A few words about sentences

Sentences are one of the main units of writing. We have words and we have paragraphs and, in between, we have sentences.

At its most basic a sentence has two parts: a subject and a predicate. To be a complete sentence it must have both parts. In some writing incomplete sentences are fine, but in business writing it’s best to write complete sentences (writing sales copy is probably the only exception to this).
 
First some quick definitions…
 
Subject: who or what the sentence is about
Predicate: says something about the subject
The shortest complete sentence in English is:
I am.
‘I’ is the subject. ‘Am’ is the predicate.
 
To find the subject of your sentence, first find the main verb and then ask ‘who?’ or ‘what?’
 
Example:
Yesterday, after lunch, the client contacted me.

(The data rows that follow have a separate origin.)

//! Supervision of context threads
//!
//! Each context thread carries an exit notice that fires when the thread
//! finishes, including when it unwinds from a panic. The supervisor collects
//! those notices and joins the matching threads, so a context that died or
//! never exited is reported instead of silently detached.

use std::fmt;
use std::thread::JoinHandle;
use std::time::{Duration, Instant};

use crossbeam_channel::{Receiver, RecvTimeoutError, Sender};
use parking_lot::Mutex;
use thiserror::Error;

use super::ContextId;

/// Problem observed while joining a context thread
#[derive(Error, Debug, Clone, PartialEq, Eq)]
pub enum TeardownFailure {
    /// The thread unwound from a panic
    #[error("Context thread {name} ({context}) panicked: {message}")]
    Panicked {
        /// Context that failed
        context: ContextId,
        /// Thread name
        name: String,
        /// Panic payload, if it was a string
        message: String,
    },

    /// The thread was still running when the join deadline passed
    #[error("Context thread {name} ({context}) did not exit in time")]
    DidNotExit {
        /// Context that is still running
        context: ContextId,
        /// Thread name
        name: String,
    },
}

struct TrackedThread {
    context: ContextId,
    name: String,
    handle: JoinHandle<()>,
}

/// Tracks every context thread started by a factory
pub struct ContextSupervisor {
    threads: Mutex<Vec<TrackedThread>>,
    early_exits: Mutex<Vec<ContextId>>,
    exit_sender: Sender<ContextId>,
    exit_receiver: Receiver<ContextId>,
}

impl ContextSupervisor {
    /// Create a supervisor with nothing tracked
    pub fn new() -> Self {
        let (exit_sender, exit_receiver) = crossbeam_channel::unbounded();
        Self {
            threads: Mutex::new(Vec::new()),
            early_exits: Mutex::new(Vec::new()),
            exit_sender,
            exit_receiver,
        }
    }

    /// Number of threads not yet joined
    pub fn tracked(&self) -> usize {
        self.threads.lock().len()
    }

    pub(super) fn exit_notice(&self, context: ContextId) -> ExitNotice {
        ExitNotice {
            context,
            sender: self.exit_sender.clone(),
        }
    }

    pub(super) fn track(&self, context: ContextId, name: String, handle: JoinHandle<()>) {
        self.threads.lock().push(TrackedThread {
            context,
            name,
            handle,
        });
    }

    /// Join every tracked thread that exits before `timeout` elapses
    ///
    /// Threads still running at the deadline stay tracked and are reported as
    /// [`TeardownFailure::DidNotExit`].
    pub fn join_all(&self, timeout: Duration) -> Vec<TeardownFailure> {
        let deadline = Instant::now() + timeout;
        let mut failures = Vec::new();

        loop {
            let early: Vec<ContextId> = std::mem::take(&mut *self.early_exits.lock());
            for context in early {
                self.join_one(context, &mut failures);
            }
            if self.threads.lock().is_empty() {
                break;
            }
            match self.exit_receiver.recv_deadline(deadline) {
                Ok(context) => self.join_one(context, &mut failures),
                Err(RecvTimeoutError::Timeout | RecvTimeoutError::Disconnected) => break,
            }
        }

        for thread in self.threads.lock().iter() {
            log::error!("Context thread {} ({}) did not exit", thread.name, thread.context);
            failures.push(TeardownFailure::DidNotExit {
                context: thread.context,
                name: thread.name.clone(),
            });
        }
        failures
    }

    fn join_one(&self, context: ContextId, failures: &mut Vec<TeardownFailure>) {
        let tracked = {
            let mut threads = self.threads.lock();
            threads
                .iter()
                .position(|thread| thread.context == context)
                .map(|index| threads.swap_remove(index))
        };

        // The exit notice can beat `track` for very short-lived contexts.
        let Some(thread) = tracked else {
            self.early_exits.lock().push(context);
            return;
        };

        // The notice fires as the thread body ends, so this join is brief.
        if let Err(payload) = thread.handle.join() {
            let message = payload
                .downcast_ref::<&str>()
                .map(|s| (*s).to_owned())
                .or_else(|| payload.downcast_ref::<String>().cloned())
                .unwrap_or_else(|| String::from("<non-string panic payload>"));
            log::error!("Context thread {} ({}) panicked: {}", thread.name, thread.context, message);
            failures.push(TeardownFailure::Panicked {
                context: thread.context,
                name: thread.name,
                message,
            });
        }
    }
}

impl Default for ContextSupervisor {
    fn default() -> Self {
        Self::new()
    }
}

impl fmt::Debug for ContextSupervisor {
    fn fmt(&self, f: &mut fmt::Formatter<'_>) -> fmt::Result {
        f.debug_struct("ContextSupervisor")
            .field("tracked", &self.tracked())
            .finish()
    }
}

/// Fires when the owning context thread finishes, even by unwinding
pub(super) struct ExitNotice {
    context: ContextId,
    sender: Sender<ContextId>,
}

impl Drop for ExitNotice {
    fn drop(&mut self) {
        let _ = self.sender.send(self.context);
    }
}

The main verb is ‘contacted’. Who or what contacted? The client.
But it’s not always simple…
 
 
Both parts of the sentence can be simple, complex or compound, or a combination of each.
This is where a careless writer may get into trouble, writing long, rambling sentences. A good rule of thumb on sentence length is ‘No sentence should have more than 20 words’.
 
Now, like all rules, you may need to break this one; it’s more general guidance than a rule.
 
Simplex, complex and compound
Here’s a simple example:
The committee has approved the proposal.
The subject is ‘the committee’ and the predicate is ‘has approved the proposal’.
 
Now a more complex example:
The Finance Committee, which met on Monday 13 April 2015, has approved the proposal put forward by the HR Committee that apart from graduate recruitment, recruitment be frozen for the next two months.
The simple subject is ‘the finance committee’ and the simple predicate is ‘approved the proposal’.
 
Then there are complex subjects and predicates:
The committee and the board have discussed and approved the proposal.
Here there are two nouns in the subject (the committee and the board) and two verbs relating to that subject (discussed and approved).